Video-Based Change Detection


For more information, email Seth Teller at "teller" at "csail.mit.edu".


System Overview Video (5:13)
wmv (36.9 MB) Playable on Windows XP with Windows Media 9 or above
avi (51.5 MB) Requires DivX 6 codec
mpg (50.7 MB) Playable with most operating systems


Live Demonstration Video (10:37)
wmv (62.3 MB)
avi (82.8 MB)
mpg (84.9 MB)


With DARPA support, we have developed an interactive system for the efficient inspection of multiple videos recorded along spatially similar paths, but at different times. The system enables a human sequence analyst to classify and flag automatically detected differences between the two videos.

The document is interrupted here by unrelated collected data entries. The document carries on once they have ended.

//! Ambient and effect entities: clouds, birds, particles, score popups

use glam::Vec2;
use rand::Rng;
use rand_pcg::Pcg32;

use super::balloon::SpecialKind;
use crate::tuning::Tuning;
use crate::{Bounds, point_in_circle, random_range};

/// Everything an entity needs to advance one step
pub struct UpdateCtx<'a> {
    pub bounds: Bounds,
    pub tuning: &'a Tuning,
    pub rng: &'a mut Pcg32,
}

/// A simulated entity
pub trait Entity {
    /// Advance one step; returns false once the entity should be discarded
    fn update(&mut self, ctx: &mut UpdateCtx<'_>) -> bool;
}

/// Background cloud drifting right, recycled at the left edge
#[derive(Debug, Clone)]
pub struct Cloud {
    pub pos: Vec2,
    pub scale: f32,
    pub speed: f32,
}

impl Cloud {
    pub fn spawn(bounds: Bounds, tuning: &Tuning, rng: &mut Pcg32) -> Self {
        Self {
            pos: Vec2::new(
                rng.random::<f32>() * bounds.width,
                rng.random::<f32>() * bounds.height * 0.6,
            ),
            scale: random_range(rng, 0.5, 1.0),
            speed: random_range(rng, tuning.cloud.speed_min, tuning.cloud.speed_max),
        }
    }
}

impl Entity for Cloud {
    fn update(&mut self, ctx: &mut UpdateCtx<'_>) -> bool {
        self.pos.x += self.speed;
        if self.pos.x > ctx.bounds.width + 150.0 {
            self.pos.x = -200.0;
            self.pos.y = ctx.rng.random::<f32>() * ctx.bounds.height * 0.6;
        }
        true
    }
}

/// Obstacle bird; clicking one ends the game
#[derive(Debug, Clone)]
pub struct Bird {
    pub pos: Vec2,
    pub size: f32,
    pub speed: f32,
    pub wing_angle: f32,
    pub wing_speed: f32,
    pub color: [u8; 3],
}

impl Bird {
    pub fn spawn(bounds: Bounds, tuning: &Tuning, rng: &mut Pcg32) -> Self {
        let color = if tuning.bird_colors.is_empty() {
            [0xff, 0x6b, 0x6b]
        } else {
            tuning.bird_colors[rng.random_range(0..tuning.bird_colors.len())]
        };
        Self {
            pos: Vec2::new(
                rng.random::<f32>() * bounds.width,
                100.0 + rng.random::<f32>() * bounds.height * 0.5,
            ),
            size: tuning.bird.size,
            speed: random_range(rng, tuning.bird.speed_min, tuning.bird.speed_max),
            wing_angle: 0.0,
            wing_speed: tuning.bird.wing_speed,
            color,
        }
    }

    /// Vertical wing displacement for the current flap phase
    pub fn wing_offset(&self) -> f32 {
        self.wing_angle.sin() * 10.0
    }

    pub fn contains(&self, px: f32, py: f32) -> bool {
        point_in_circle(px, py, self.pos, self.size)
    }
}

impl Entity for Bird {
    fn update(&mut self, ctx: &mut UpdateCtx<'_>) -> bool {
        self.wing_angle += self.wing_speed;
        self.pos.x += self.speed;
        self.pos.y += (self.wing_angle * 0.5).sin() * 0.5;

        if self.pos.x > ctx.bounds.width + 100.0 {
            self.pos.x = -100.0;
            self.pos.y = 100.0 + ctx.rng.random::<f32>() * ctx.bounds.height * 0.5;
        }
        true
    }
}

/// Burst fragment from a popped balloon
#[derive(Debug, Clone)]
pub struct Particle {
    pub pos: Vec2,
    pub vel: Vec2,
    pub color: [u8; 3],
    pub size: f32,
    /// 1.0 at spawn, discarded at 0
    pub life: f32,
    pub decay: f32,
    pub rotation: f32,
    pub rotation_speed: f32,
}

impl Particle {
    pub fn new(pos: Vec2, color: [u8; 3], tuning: &Tuning, rng: &mut Pcg32) -> Self {
        let half = tuning.particle.speed / 2.0;
        Self {
            pos,
            vel: Vec2::new(random_range(rng, -half, half), random_range(rng, -half, half)),
            color,
            size: random_range(rng, tuning.particle.size_min, tuning.particle.size_max),
            life: 1.0,
            decay: random_range(rng, 0.02, 0.04),
            rotation: random_range(rng, 0.0, std::f32::consts::TAU),
            rotation_speed: random_range(rng, -0.15, 0.15),
        }
    }
}

impl Entity for Particle {
    fn update(&mut self, ctx: &mut UpdateCtx<'_>) -> bool {
        self.pos += self.vel;
        self.vel.y += ctx.tuning.particle.gravity;
        self.vel.x *= 0.98;
        self.life -= self.decay;
        self.rotation += self.rotation_speed;
        self.life > 0.0
    }
}

/// Floating "+N" text that rises and fades after a pop
#[derive(Debug, Clone)]
pub struct ScorePopup {
    pub pos: Vec2,
    pub points: u64,
    pub special: SpecialKind,
    pub life: f32,
    pub scale: f32,
}

impl ScorePopup {
    pub fn new(pos: Vec2, points: u64, special: SpecialKind) -> Self {
        Self {
            pos,
            points,
            special,
            life: 1.0,
            scale: 1.0,
        }
    }

    /// Worth more than a plain pop
    pub fn is_special(&self) -> bool {
        self.points > 1
    }

    /// Text without the badge
    pub fn text(&self) -> String {
        format!("+{}", self.points)
    }

    /// Full label, e.g. "+5 🌟"
    pub fn label(&self) -> String {
        match self.special.badge() {
            Some(badge) => format!("+{} {}", self.points, badge),
            None => self.text(),
        }
    }
}

impl Entity for ScorePopup {
    fn update(&mut self, ctx: &mut UpdateCtx<'_>) -> bool {
        let tuning = &ctx.tuning.popup;
        self.pos.y -= tuning.rise_speed;
        self.life -= tuning.fade_speed;

        // Grow briefly, then settle back while fading
        self.scale = if self.life > 0.8 {
            1.0 + (1.0 - self.life) * 2.0
        } else {
            1.0 + 0.4 * (self.life / 0.8)
        };

        self.life > 0.0
    }
}

#[cfg(test)]
mod tests {
    use super::*;
    use rand::SeedableRng;

    fn ctx<'a>(tuning: &'a Tuning, rng: &'a mut Pcg32) -> UpdateCtx<'a> {
        UpdateCtx {
            bounds: Bounds::new(800.0, 600.0),
            tuning,
            rng,
        }
    }

    #[test]
    fn test_cloud_wraps_to_left() {
        let tuning = Tuning::default();
        let mut rng = Pcg32::seed_from_u64(1);
        let mut cloud = Cloud {
            pos: Vec2::new(949.9, 10.0),
            scale: 1.0,
            speed: 0.5,
        };
        let mut ctx = ctx(&tuning, &mut rng);
        assert!(cloud.update(&mut ctx));
        assert_eq!(cloud.pos.x, -200.0);
        assert!(cloud.pos.y >= 0.0 && cloud.pos.y <= 360.0);
    }

    #[test]
    fn test_bird_wraps_and_never_dies() {
        let tuning = Tuning::default();
        let mut rng = Pcg32::seed_from_u64(2);
        let mut bird = Bird::spawn(Bounds::new(800.0, 600.0), &tuning, &mut rng);
        let mut ctx = ctx(&tuning, &mut rng);
        let mut wrapped = false;
        for _ in 0..1000 {
            let before = bird.pos.x;
            assert!(bird.update(&mut ctx));
            if bird.pos.x < before {
                wrapped = true;
                assert_eq!(bird.pos.x, -100.0);
            }
        }
        assert!(wrapped);
    }

    #[test]
    fn test_bird_hit_radius() {
        let tuning = Tuning::default();
        let mut rng = Pcg32::seed_from_u64(3);
        let mut bird = Bird::spawn(Bounds::new(800.0, 600.0), &tuning, &mut rng);
        bird.pos = Vec2::new(100.0, 100.0);
        assert!(bird.contains(100.0, 100.0));
        assert!(bird.contains(139.0, 100.0));
        assert!(!bird.contains(141.0, 100.0));
    }

    #[test]
    fn test_particle_decays_to_death() {
        let tuning = Tuning::default();
        let mut rng = Pcg32::seed_from_u64(4);
        let mut particle = Particle::new(Vec2::ZERO, [255, 0, 0], &tuning, &mut rng);
        let mut ctx = ctx(&tuning, &mut rng);

        let mut steps = 0;
        while particle.update(&mut ctx) {
            steps += 1;
            assert!(particle.life > 0.0 && particle.life < 1.0);
        }
        // Decay is 0.02..0.04 per step
        assert!((25..=50).contains(&steps));
    }

    #[test]
    fn test_popup_rises_and_fades() {
        let tuning = Tuning::default();
        let mut rng = Pcg32::seed_from_u64(5);
        let mut popup = ScorePopup::new(Vec2::new(0.0, 100.0), 5, SpecialKind::Golden);
        assert_eq!(popup.label(), "+5 🌟");
        assert!(popup.is_special());

        let mut ctx = ctx(&tuning, &mut rng);
        assert!(popup.update(&mut ctx));
        assert_eq!(popup.pos.y, 98.0);
        assert!(popup.scale > 1.0);

        let mut alive = true;
        for _ in 0..60 {
            alive = popup.update(&mut ctx);
        }
        assert!(!alive);
    }

    #[test]
    fn test_plain_popup_label() {
        let popup = ScorePopup::new(Vec2::ZERO, 1, SpecialKind::None);
        assert_eq!(popup.label(), "+1");
        assert!(!popup.is_special());
    }
}
//! Symbol pool: no two live balloons show the same letter or digit

use std::collections::HashSet;

use rand::Rng;

use super::balloon::Symbol;
use crate::consts::{DIGIT_COUNT, LETTER_COUNT};

#[derive(Debug, Clone)]
pub struct SymbolPool {
    letters: Vec<u8>,
    digits: Vec<u8>,
    used: HashSet<Symbol>,
}

impl Default for SymbolPool {
    fn default() -> Self {
        Self::new()
    }
}

impl SymbolPool {
    pub fn new() -> Self {
        Self {
            letters: (0..LETTER_COUNT).collect(),
            digits: (0..DIGIT_COUNT).collect(),
            used: HashSet::new(),
        }
    }

    /// Make every symbol available again (new game)
    pub fn reset(&mut self) {
        *self = Self::new();
    }

    /// Draw a random unused symbol
    pub fn take<R: Rng + ?Sized>(&mut self, rng: &mut R) -> Symbol {
        if self.letters.is_empty() && self.digits.is_empty() {
            self.refill();
        }

        let use_digit = match (self.letters.is_empty(), self.digits.is_empty()) {
            (false, false) => rng.random_bool(0.5),
            (true, _) => true,
            (false, true) => false,
        };

        let symbol = if use_digit {
            let i = rng.random_range(0..self.digits.len());
            Symbol::Digit(self.digits.swap_remove(i))
        } else {
            let i = rng.random_range(0..self.letters.len());
            Symbol::Letter(self.letters.swap_remove(i))
        };
        self.used.insert(symbol);
        symbol
    }

    /// Return a symbol released by a popped or evicted balloon
    ///
    /// Ignored unless the symbol is currently in use, so a symbol can never be
    /// handed out twice.
    pub fn give_back(&mut self, symbol: Symbol) -> bool {
        if !self.used.remove(&symbol) {
            return false;
        }
        match symbol {
            Symbol::Letter(i) => self.letters.push(i),
            Symbol::Digit(i) => self.digits.push(i),
        }
        true
    }

    /// Both lists ran dry: restock with whatever is not held by a live balloon
    fn refill(&mut self) {
        self.letters = (0..LETTER_COUNT)
            .filter(|&i| !self.used.contains(&Symbol::Letter(i)))
            .collect();
        self.digits = (0..DIGIT_COUNT)
            .filter(|&i| !self.used.contains(&Symbol::Digit(i)))
            .collect();

        if self.letters.is_empty() && self.digits.is_empty() {
            log::debug!("Every symbol is in use, recycling the full set");
            *self = Self::new();
        }
    }

    pub fn is_in_use(&self, symbol: Symbol) -> bool {
        self.used.contains(&symbol)
    }

    pub fn in_use_count(&self) -> usize {
        self.used.len()
    }

    pub fn available_count(&self) -> usize {
        self.letters.len() + self.digits.len()
    }
}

The system is based on the techniques described in the paper "Video Matching," by Peter Sand and Seth Teller, which appeared in the proceedings of Siggraph 2004. The idea is to determine the frame of the second video that is visually closest to each frame of the primary video. This secondary frame is then warped to match the primary frame, and the difference between the frames is generated as a false color image. The sequence analyst can see at a glance which parts of the scene have changed. (Click on the image for a larger view)

With the addition of geo-reference "tags" to each video, we can search for matching frames far more efficiently, and can "flag" regions where differences exist in a map-based interface. This interface quickly tells the sequence analyst which regions of the map contain areas in which the system detected a substantial difference in the scene between the times that the primary and secondary videos were acquired.

The user begins a new project by selecting the videos to be matched. He then selects the GPS data files for each video. By default the system analyzes the entire videos, but the user has the option to specify only a portion. Now the processing begins. Processing is performed in the background, so the sequence analyst can start viewing the results before the entire process is completed. When processing has completed, the results are displayed in the summary tab.

The route taken in the video is displayed on the map. Segments of the route in which the system detected differences are shown in red, as well as marked by red flags. These same differences are duplicated as a list below the map.

The sequence analyst can either click on a flag on the map or an entry in the list to retrieve more information about this difference. This info is displayed on the right side of the screen.

At the top, the video of the selected segment is shown in a continuous loop. The user can search through the video using the controls below. Below the video, information about the difference found is shown, such as its GPS position and date and time of recording.

In the lower right of the summary tab, as well as in the other tab, are two information windows. The top provides feedback as to what the system is doing, as well as a progress bar. The bottom window displays a description of a system element whenever the mouse pointer hovers over it, providing the user with instruction in using the system without the need to read a manual.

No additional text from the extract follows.